Originally there was just ftell() and fseek(). This was fine for Unix-like systems, since files are just a sequence of bytes. The file position is just an integer offset from the beginning of the file.

But there are some operating systems that represent files in more complex ways, such as a sequence of records. A file position is represented as a record index and the offset into that record. fgetpos() and fsetpos() were added to the language as more generic, portable variants. They use an opaque fpos_t datatype in place of integer offsets to represent the file position.

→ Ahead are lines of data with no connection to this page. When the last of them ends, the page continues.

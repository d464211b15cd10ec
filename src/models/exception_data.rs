use crate::models::StackTrace;
use serde::{Deserialize, Serialize};

/// One exception in a chain.
///
/// Nodes form a chain, not a tree: each node references at most one cause, and
/// the chain is ordered newest first (the originally thrown exception is the
/// head).
#[derive(Debug, Clone, PartialEq, Serialize, Deserialize)]
#[serde(rename_all = "camelCase")]
pub struct ExceptionData {
    /// Unique id for this node, fresh per translation. Not a dedup hash.
    pub id: String,

    /// Exception message, when non-empty.
    #[serde(default, skip_serializing_if = "Option::is_none")]
    pub message: Option<String>,

    /// Fully-qualified exception type name.
    #[serde(rename = "type")]
    pub type_name: String,

    /// Id of the node representing this exception's cause, if any.
    #[serde(default, skip_serializing_if = "Option::is_none")]
    pub cause_id: Option<String>,

    /// Retained stack trace.
    pub stack: StackTrace,
}
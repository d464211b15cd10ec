use md5::{Digest, Md5};
use std::time::{SystemTime, UNIX_EPOCH};

/// Finalize a digest into lowercase hex, zero-padded to the full 128-bit
/// width.
pub(crate) fn hash_to_string(digest: Md5) -> String {
    let bytes: [u8; 16] = digest.finalize().into();
    format!("{:032x}", u128::from_be_bytes(bytes))
}

pub(crate) fn time_to_unix_nanos(time: SystemTime) -> u64 {
    time.duration_since(UNIX_EPOCH)
        .map(|since_epoch| since_epoch.as_nanos() as u64)
        .unwrap_or_default()
}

Even on a common system like Windows, fseek() won't work well with relative positioning when the file is opened in text mode. In text mode, the \r\n newline sequence in the file is converted to \n when reading, but fseek() doesn't adjust for that when using whence=SEEK_CUR. That's why using SEEK_CUR is defined only when the stream is open in binary mode.

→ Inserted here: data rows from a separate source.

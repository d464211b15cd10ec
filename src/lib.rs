//! Canonical, hash-stable error event records from exception chains.
//!
//! This crate captures a runtime exception, possibly with a chain of nested
//! causes, and canonicalizes it into a structured, size-bounded error record
//! wrapped in a transport [`Envelope`]. Backend-specific projectors (crash
//! reporters, error trackers) consume the envelope read-only and map it into
//! their own shapes.
//!
//! # Usage
//!
//! Capture the chain through the [`Throwable`] contract (or the
//! [`CapturedException`] builder) and hand it to a [`Translator`]:
//!
//! ```rust
//! use error_events::{CapturedException, StackFrame, Translator};
//!
//! let inner = CapturedException::new("db::ConstraintViolation")
//!     .with_message("column must not be null")
//!     .with_frame(StackFrame::new("db", "insert", "db.rs", 120));
//! let outer = CapturedException::new("api::BadRequest")
//!     .with_message("invalid input data")
//!     .with_frame(StackFrame::new("api", "create", "api.rs", 33))
//!     .with_cause(inner);
//!
//! let envelope = Translator::new().translate(&outer, None)?;
//! assert_eq!(Some("invalid input data"), envelope.summary());
//! let record = envelope.error_data().expect("error event");
//! assert_eq!(2, record.exceptions.len());
//! # Ok::<(), error_events::Error>(())
//! ```
//!
//! # Hashes
//!
//! Every record carries three 32-character lowercase hex fingerprints, built
//! so a downstream store can deduplicate without reparsing stack traces:
//!
//! | Hash               | Input                                            | Identifies                |
//! | ------------------ | ------------------------------------------------ | ------------------------- |
//! | `instance_hash`    | head type + top frame + message + arguments      | one exact occurrence      |
//! | `issue_hash`       | head type + top frame                            | the class of problem      |
//! | `stack_trace_hash` | retained frames of the head trace                | one (truncated) trace     |
//!
//! The issue hash input is a strict subset of the instance hash input: two
//! occurrences of the same bug with different data share an issue but not an
//! instance.
//!
//! Stack traces longer than the configured limit (50 frames by default) keep
//! the frames closest to the throw site and record how many were dropped; all
//! digests cover retained frames only, so truncated renderings of the same
//! trace still correlate.
//!
//! A [`Translator`] holds no per-call state and is safe to share across
//! threads.

#![deny(missing_docs, unreachable_pub, missing_debug_implementations)]
#![cfg_attr(test, deny(warnings))]

mod attrs;
mod convert;
mod error;
mod models;
mod throwable;
mod translate;

pub use attrs::{attrs_to_map, encode_attributes, Arguments};
pub use error::Error;
pub use models::{
    AnyValue, Envelope, ErrorData, ExceptionData, KeyValue, StackFrame, StackTrace, Value,
    ATTR_ERROR_MESSAGE, ATTR_ERROR_OBJECT, ERROR_DATA_TYPE_URL, EVENT_ERROR,
};
pub use throwable::{CapturedException, Throwable};

/// Stack trace frame limit used by [`Translator::new`].
pub const DEFAULT_MAX_FRAMES: usize = 50;

/// Translates exception chains into error event envelopes.
///
/// Configuration is fixed at construction; instances can be shared and reused
/// across calls and threads.
#[derive(Debug, Clone)]
pub struct Translator {
    max_frames: usize,
}

impl Translator {
    /// Create a translator with the default frame limit per stack trace.
    pub fn new() -> Self {
        Self {
            max_frames: DEFAULT_MAX_FRAMES,
        }
    }

    /// Create a translator with a custom frame limit per stack trace.
    ///
    /// Returns [`Error::InvalidMaxFrames`] when `max_frames` is zero.
    pub fn with_max_frames(max_frames: usize) -> Result<Self, Error> {
        if max_frames == 0 {
            return Err(Error::InvalidMaxFrames);
        }
        Ok(Self { max_frames })
    }

    /// The configured frame limit per stack trace.
    pub fn max_frames(&self) -> usize {
        self.max_frames
    }
}

impl Default for Translator {
    fn default() -> Self {
        Self::new()
    }
}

fseek() and ftell() were kept in the language for backward compatibility. Applications that don't intend to be portable beyond POSIX-like systems can use this simpler interface. Furthermore, fsetpos() can't do relative positioning, it can only set the position to one that was previously returned by fgetpos().

  • $\begingroup$ What happens if I (try to) use ftell()/fseek() on said operating systems that represent files in more complex ways? $\endgroup$
    – CPlus
    Commented Sep 9, 2023 at 5:06
  • $\begingroup$ Unpredictable results. For instance, if you try to use fseek() on a text stream on Windows, it won't adjust for the fact that a newline takes two bytes \r\n. $\endgroup$
    – Barmar
    Commented Sep 9, 2023 at 5:09
  • $\begingroup$ Are there any filesystems that still support a sequence of records like this? Is there a modern use case for that? I am thinking that it could make sense for something like /proc. Do you have any examples of the historical filesystems that used a sequence of records that way and motivated this? $\endgroup$ Commented Sep 15, 2023 at 11:41
  • $\begingroup$ @BruceAdams Probably not these days, because of the Unix influence. But traditionally record-oriented filesystems were common. You could probably get more information about them on Retrocomputing. $\endgroup$
    – Barmar
    Commented Sep 15, 2023 at 14:37

Even on systems where a file is just a "sequence of bytes", ftell/fseek have an obvious limitation in that the file position is represented by a long int, and so cannot exceed the value of LONG_MAX, which is commonly 2 GiB on 16- and 32-bit implementations. On such platforms, this effectively imposes a 2 GiB file size limit on applications that use fseek/ftell, even if the OS is otherwise able to support larger files. This can't be fixed without redefining long int as a larger type, which is ABI-breaking and may have major performance implications.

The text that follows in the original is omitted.